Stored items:
******
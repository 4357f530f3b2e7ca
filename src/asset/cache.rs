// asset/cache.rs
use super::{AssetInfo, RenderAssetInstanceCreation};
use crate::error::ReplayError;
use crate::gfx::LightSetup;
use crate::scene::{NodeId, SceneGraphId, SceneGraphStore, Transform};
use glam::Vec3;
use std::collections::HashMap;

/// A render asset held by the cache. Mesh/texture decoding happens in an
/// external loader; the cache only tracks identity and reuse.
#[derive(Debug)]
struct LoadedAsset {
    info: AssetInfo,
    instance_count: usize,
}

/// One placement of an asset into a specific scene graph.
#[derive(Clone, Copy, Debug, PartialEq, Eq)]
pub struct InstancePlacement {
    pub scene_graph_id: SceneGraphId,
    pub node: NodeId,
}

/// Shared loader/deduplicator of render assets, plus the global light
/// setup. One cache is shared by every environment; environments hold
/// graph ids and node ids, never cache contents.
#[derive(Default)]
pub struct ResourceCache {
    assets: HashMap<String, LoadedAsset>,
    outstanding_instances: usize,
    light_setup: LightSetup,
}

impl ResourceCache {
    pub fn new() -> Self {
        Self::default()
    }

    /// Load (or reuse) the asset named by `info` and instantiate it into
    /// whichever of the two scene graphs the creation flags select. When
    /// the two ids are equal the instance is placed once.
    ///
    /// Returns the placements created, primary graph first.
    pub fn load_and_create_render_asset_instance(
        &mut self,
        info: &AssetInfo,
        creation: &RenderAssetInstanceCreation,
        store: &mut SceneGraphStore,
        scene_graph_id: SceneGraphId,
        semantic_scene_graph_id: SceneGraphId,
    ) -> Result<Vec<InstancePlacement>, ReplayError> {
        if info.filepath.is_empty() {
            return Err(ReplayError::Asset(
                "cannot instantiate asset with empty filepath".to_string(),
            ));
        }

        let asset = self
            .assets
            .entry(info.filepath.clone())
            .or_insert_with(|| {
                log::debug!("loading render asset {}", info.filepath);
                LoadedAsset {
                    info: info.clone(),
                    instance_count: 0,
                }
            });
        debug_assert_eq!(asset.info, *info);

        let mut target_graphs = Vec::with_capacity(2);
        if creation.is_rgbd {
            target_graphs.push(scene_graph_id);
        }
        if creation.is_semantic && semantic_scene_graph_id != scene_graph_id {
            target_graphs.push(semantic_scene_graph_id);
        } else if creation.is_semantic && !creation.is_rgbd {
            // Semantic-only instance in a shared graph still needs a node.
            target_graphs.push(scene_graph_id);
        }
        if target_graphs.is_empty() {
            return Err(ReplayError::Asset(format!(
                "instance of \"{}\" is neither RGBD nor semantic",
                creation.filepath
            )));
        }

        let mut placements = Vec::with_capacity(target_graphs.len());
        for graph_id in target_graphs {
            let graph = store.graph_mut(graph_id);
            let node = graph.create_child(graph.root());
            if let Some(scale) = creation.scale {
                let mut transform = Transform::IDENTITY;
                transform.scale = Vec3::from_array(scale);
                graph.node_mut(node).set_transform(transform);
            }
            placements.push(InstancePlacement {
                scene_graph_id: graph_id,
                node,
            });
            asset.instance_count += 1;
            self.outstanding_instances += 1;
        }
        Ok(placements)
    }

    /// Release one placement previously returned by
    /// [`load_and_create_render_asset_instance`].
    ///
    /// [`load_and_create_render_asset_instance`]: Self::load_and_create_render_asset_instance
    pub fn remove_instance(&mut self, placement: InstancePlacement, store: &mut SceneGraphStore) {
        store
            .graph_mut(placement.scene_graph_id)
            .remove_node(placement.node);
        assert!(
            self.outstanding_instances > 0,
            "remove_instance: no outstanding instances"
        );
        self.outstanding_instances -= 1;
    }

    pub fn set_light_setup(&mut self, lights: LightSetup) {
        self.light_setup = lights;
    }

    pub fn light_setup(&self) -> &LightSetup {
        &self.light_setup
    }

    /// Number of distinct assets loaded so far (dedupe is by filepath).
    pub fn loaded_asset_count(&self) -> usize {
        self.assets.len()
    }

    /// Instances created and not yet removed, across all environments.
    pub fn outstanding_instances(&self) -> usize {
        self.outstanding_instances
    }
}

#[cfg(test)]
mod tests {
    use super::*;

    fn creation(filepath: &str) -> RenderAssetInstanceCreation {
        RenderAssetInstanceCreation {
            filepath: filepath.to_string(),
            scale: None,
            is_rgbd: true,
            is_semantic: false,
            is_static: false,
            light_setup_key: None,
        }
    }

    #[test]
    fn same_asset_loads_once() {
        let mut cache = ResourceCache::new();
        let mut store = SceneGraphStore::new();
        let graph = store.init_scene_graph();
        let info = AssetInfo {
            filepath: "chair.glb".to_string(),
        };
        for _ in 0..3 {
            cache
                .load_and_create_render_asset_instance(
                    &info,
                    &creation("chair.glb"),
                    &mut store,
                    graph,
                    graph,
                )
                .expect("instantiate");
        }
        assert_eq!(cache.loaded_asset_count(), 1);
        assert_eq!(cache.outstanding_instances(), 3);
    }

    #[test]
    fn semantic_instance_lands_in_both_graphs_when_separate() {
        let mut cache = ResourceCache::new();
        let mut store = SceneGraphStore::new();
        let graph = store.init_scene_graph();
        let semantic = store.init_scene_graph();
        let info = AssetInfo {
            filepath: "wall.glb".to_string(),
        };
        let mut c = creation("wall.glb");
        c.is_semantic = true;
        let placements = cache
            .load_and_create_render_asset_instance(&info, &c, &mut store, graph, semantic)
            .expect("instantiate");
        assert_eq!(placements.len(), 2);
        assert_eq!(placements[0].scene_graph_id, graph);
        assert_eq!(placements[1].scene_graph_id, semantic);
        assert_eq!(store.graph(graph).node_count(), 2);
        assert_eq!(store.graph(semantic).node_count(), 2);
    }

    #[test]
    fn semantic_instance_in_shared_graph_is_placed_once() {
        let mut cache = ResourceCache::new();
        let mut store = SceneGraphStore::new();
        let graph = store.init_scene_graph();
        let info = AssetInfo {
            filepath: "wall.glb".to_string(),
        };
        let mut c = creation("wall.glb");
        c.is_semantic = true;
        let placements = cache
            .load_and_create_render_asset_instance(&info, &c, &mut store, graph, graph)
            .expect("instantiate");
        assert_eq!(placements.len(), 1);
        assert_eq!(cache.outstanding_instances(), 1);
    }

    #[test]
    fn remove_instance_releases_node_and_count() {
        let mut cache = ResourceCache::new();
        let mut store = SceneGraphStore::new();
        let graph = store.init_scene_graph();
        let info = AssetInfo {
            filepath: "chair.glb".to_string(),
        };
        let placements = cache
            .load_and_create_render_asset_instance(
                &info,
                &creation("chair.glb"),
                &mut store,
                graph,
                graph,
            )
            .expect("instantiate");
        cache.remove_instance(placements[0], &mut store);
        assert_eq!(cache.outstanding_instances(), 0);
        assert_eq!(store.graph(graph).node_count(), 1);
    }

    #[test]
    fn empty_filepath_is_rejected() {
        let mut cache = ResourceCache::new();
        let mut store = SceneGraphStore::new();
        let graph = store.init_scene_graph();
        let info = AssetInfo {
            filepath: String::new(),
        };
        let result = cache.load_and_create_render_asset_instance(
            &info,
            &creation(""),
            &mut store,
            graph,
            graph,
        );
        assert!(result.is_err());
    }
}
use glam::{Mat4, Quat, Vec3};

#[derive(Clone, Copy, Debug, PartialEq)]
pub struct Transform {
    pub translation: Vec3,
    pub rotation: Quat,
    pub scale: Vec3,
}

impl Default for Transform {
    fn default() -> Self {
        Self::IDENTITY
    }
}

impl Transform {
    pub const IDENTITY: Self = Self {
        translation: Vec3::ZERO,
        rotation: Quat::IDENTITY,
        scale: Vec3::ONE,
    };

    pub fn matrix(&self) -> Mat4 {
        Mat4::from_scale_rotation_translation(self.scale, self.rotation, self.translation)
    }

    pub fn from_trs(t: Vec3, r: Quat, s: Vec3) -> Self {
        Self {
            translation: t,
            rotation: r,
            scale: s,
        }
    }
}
******
# [WHAT NEEDS TO BE DONE]
Every line from the one containing "assert!(result.is_err());" through the last line of the entries must be written out verbatim, and no other line.

# [SOLUTION]
        assert!(result.is_err());
    }
}
use glam::{Mat4, Quat, Vec3};

#[derive(Clone, Copy, Debug, PartialEq)]
pub struct Transform {
    pub translation: Vec3,
    pub rotation: Quat,
    pub scale: Vec3,
}

impl Default for Transform {
    fn default() -> Self {
        Self::IDENTITY
    }
}

impl Transform {
    pub const IDENTITY: Self = Self {
        translation: Vec3::ZERO,
        rotation: Quat::IDENTITY,
        scale: Vec3::ONE,
    };

    pub fn matrix(&self) -> Mat4 {
        Mat4::from_scale_rotation_translation(self.scale, self.rotation, self.translation)
    }

    pub fn from_trs(t: Vec3, r: Quat, s: Vec3) -> Self {
        Self {
            translation: t,
            rotation: r,
            scale: s,
        }
    }
}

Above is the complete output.